▶ **Task goal**:
Scan the records below and report how many lines include the string "listeners"; the number alone will do.

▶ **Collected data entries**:
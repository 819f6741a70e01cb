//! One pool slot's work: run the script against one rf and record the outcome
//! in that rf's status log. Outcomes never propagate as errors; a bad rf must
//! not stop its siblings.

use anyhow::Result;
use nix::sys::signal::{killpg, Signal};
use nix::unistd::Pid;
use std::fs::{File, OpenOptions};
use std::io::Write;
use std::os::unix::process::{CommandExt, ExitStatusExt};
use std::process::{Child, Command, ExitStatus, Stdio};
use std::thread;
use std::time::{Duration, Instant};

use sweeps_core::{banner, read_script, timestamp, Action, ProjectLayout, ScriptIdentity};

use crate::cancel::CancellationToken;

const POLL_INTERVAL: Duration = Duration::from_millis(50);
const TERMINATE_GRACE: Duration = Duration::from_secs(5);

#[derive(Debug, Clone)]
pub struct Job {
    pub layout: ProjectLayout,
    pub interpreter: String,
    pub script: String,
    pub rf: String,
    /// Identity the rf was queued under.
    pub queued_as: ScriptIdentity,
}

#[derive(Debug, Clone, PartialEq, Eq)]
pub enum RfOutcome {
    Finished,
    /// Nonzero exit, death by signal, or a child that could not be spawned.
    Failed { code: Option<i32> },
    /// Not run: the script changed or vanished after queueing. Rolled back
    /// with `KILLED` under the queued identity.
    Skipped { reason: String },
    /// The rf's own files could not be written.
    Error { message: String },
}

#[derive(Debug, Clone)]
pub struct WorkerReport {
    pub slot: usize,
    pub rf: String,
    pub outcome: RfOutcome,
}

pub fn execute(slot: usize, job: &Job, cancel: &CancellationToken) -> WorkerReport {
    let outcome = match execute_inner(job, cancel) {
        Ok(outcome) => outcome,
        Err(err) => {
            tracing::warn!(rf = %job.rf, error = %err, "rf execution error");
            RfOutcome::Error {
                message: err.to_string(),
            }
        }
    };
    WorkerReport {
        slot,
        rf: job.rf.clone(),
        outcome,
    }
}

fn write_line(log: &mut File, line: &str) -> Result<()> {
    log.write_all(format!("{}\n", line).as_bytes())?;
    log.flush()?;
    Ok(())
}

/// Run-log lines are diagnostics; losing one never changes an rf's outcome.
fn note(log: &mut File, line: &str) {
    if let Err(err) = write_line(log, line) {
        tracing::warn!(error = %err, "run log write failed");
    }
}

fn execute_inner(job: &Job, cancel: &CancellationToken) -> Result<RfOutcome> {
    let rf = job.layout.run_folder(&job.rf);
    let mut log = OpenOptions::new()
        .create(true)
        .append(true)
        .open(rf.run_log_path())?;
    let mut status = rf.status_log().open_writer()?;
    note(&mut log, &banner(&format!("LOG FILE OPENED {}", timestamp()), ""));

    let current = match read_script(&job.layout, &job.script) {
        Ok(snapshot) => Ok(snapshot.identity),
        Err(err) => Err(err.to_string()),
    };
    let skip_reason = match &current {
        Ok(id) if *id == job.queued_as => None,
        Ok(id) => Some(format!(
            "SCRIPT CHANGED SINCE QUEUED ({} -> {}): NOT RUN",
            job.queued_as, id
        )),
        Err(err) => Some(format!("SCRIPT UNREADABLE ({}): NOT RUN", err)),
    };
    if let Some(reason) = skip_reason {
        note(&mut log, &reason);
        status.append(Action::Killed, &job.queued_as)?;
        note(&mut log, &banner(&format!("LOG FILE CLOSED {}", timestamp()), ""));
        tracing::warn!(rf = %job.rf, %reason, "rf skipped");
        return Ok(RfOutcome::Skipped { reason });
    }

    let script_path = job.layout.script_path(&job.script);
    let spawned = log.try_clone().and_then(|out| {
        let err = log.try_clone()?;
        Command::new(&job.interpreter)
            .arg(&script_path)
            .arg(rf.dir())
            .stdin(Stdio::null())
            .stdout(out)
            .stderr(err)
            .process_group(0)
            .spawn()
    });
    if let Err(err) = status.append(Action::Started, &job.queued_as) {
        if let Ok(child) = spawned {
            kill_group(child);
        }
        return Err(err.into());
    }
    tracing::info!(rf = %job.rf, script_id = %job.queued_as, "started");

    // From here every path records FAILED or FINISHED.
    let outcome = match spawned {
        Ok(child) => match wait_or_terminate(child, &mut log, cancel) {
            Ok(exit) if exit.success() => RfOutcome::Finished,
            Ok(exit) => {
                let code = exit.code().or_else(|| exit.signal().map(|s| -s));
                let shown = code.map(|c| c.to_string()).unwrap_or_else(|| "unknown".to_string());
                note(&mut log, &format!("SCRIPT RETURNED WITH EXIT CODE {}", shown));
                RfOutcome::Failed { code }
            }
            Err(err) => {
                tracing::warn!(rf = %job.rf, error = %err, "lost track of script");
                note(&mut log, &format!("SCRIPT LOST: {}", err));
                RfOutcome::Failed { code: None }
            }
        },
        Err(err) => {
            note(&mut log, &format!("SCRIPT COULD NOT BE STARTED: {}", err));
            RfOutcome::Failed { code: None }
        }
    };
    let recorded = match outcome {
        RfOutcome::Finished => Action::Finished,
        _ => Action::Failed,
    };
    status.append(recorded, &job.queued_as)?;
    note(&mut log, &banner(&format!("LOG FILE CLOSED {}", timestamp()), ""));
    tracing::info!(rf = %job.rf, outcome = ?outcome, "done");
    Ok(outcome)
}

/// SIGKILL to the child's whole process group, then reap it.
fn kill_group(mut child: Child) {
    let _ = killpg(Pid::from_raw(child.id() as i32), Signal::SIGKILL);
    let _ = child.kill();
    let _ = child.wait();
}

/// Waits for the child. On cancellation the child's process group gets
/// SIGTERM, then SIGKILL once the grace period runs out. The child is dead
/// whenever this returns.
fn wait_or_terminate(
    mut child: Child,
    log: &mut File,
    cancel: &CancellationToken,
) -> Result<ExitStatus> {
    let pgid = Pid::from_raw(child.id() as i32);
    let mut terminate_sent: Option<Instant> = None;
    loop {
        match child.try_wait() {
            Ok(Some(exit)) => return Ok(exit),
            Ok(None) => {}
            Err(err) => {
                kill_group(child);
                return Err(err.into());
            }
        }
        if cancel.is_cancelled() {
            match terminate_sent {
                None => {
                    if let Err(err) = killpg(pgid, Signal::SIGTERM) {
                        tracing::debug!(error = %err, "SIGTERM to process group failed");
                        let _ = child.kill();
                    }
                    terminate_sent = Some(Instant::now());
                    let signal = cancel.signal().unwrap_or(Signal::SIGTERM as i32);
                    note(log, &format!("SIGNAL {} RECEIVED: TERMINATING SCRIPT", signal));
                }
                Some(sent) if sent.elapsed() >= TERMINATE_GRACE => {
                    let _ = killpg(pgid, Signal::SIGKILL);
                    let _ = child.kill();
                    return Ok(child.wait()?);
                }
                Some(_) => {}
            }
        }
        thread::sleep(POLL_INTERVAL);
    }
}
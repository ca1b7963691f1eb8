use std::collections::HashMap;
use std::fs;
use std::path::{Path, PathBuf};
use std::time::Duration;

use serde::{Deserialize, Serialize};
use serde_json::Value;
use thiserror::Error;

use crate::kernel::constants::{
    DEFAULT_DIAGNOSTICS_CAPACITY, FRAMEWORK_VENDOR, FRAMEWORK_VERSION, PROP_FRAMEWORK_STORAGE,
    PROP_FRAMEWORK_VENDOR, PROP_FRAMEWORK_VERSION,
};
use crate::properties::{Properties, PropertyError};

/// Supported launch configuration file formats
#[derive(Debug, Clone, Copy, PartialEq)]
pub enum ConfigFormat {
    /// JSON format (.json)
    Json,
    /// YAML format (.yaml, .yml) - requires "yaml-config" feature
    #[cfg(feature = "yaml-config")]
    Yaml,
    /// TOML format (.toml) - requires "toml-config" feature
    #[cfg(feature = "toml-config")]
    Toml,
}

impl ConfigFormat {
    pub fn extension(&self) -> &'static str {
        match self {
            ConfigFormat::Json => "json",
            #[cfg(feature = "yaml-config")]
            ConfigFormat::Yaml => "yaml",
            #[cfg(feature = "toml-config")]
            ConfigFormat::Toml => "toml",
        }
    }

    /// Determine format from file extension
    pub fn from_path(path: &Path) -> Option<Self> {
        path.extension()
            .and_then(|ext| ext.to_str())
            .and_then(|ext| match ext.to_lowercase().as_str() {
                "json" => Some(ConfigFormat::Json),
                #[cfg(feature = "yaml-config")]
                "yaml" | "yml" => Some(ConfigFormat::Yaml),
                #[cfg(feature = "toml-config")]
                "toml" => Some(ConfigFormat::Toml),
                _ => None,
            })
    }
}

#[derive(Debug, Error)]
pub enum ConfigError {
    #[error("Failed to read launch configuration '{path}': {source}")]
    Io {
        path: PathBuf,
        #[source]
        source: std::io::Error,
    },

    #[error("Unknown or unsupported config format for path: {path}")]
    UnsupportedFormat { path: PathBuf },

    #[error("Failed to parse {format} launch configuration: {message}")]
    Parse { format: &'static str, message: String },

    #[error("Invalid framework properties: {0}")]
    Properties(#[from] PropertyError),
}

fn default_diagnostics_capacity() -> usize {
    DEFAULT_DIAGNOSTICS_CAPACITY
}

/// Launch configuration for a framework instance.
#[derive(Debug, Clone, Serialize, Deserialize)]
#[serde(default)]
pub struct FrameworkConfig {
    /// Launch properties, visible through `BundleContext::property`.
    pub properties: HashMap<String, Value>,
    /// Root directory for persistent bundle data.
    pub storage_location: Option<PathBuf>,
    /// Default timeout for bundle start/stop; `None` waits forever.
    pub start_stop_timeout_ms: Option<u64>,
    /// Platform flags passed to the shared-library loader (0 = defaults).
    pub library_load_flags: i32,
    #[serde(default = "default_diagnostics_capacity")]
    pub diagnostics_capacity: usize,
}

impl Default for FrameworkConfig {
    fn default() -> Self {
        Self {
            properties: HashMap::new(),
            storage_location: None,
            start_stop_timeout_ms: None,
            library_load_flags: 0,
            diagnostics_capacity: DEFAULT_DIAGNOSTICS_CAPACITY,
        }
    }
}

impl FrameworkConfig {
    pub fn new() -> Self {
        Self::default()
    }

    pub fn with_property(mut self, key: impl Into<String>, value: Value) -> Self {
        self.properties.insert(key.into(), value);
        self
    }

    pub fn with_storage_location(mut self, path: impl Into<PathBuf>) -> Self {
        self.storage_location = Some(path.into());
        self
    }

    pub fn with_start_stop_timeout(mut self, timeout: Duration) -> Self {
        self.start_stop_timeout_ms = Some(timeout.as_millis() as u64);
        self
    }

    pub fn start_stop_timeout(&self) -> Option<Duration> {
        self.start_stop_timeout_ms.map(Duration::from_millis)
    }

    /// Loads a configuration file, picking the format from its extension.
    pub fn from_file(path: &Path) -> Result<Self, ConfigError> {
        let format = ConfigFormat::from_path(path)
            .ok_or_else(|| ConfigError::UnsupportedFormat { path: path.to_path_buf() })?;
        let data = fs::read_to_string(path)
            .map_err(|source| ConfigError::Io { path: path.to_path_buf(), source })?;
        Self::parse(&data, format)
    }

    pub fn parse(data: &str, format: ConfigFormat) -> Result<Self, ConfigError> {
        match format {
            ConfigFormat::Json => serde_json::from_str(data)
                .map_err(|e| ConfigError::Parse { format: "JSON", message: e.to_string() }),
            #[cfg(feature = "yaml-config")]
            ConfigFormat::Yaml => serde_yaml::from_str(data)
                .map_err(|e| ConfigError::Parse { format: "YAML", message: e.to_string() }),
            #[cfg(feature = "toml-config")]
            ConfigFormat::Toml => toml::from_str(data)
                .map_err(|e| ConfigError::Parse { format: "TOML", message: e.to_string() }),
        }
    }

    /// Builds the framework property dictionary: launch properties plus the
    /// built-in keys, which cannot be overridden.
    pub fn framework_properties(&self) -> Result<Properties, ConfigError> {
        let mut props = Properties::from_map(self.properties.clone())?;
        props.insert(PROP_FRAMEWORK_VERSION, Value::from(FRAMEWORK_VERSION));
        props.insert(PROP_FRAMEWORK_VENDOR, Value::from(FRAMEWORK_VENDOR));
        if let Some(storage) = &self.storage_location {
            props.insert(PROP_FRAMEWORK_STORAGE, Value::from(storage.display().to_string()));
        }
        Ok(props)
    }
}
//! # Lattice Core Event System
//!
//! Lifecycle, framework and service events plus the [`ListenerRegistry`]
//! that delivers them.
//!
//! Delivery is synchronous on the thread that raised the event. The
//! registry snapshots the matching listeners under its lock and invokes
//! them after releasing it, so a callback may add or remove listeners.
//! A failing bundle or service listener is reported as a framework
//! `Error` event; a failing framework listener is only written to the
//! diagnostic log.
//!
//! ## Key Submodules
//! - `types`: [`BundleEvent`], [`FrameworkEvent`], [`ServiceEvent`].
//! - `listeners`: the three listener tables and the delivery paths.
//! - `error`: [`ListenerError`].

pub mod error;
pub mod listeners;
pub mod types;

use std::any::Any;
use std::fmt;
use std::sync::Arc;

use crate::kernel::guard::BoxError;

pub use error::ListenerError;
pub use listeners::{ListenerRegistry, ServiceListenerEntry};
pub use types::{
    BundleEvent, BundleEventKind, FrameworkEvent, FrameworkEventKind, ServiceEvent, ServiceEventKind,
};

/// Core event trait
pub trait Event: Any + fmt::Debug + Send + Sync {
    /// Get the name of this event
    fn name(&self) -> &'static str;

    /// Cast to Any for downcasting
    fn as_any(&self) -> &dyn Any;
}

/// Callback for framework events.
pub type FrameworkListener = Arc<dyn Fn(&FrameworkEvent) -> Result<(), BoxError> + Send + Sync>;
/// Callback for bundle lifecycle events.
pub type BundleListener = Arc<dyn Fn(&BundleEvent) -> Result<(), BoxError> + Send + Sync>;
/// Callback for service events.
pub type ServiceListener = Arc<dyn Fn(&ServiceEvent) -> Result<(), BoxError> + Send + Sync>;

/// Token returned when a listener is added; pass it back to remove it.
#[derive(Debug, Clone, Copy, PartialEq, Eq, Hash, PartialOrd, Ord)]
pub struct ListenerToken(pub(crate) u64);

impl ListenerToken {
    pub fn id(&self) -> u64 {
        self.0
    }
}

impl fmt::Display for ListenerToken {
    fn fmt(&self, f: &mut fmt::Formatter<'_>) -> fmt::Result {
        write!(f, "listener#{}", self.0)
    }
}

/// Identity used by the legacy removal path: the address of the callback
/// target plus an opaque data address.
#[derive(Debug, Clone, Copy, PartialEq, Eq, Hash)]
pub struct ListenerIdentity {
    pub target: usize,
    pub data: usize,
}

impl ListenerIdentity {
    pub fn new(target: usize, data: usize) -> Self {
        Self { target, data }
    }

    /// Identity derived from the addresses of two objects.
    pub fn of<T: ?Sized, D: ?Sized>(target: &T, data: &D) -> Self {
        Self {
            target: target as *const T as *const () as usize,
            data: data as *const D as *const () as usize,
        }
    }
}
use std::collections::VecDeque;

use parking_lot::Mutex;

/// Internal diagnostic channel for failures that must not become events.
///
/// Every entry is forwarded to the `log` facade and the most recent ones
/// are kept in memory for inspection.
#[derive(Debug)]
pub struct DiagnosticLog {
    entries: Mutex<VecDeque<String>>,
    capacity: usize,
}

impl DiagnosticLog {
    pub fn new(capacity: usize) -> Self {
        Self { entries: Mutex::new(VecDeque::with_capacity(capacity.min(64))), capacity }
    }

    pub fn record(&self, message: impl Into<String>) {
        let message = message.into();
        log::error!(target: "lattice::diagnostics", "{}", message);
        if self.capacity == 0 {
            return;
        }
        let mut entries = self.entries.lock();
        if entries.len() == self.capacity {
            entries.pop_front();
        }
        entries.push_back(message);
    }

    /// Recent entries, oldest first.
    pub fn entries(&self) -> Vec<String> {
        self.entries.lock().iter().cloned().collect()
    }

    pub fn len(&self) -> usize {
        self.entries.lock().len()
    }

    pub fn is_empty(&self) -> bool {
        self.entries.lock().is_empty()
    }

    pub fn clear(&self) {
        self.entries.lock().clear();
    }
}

▶ **Reply**:
5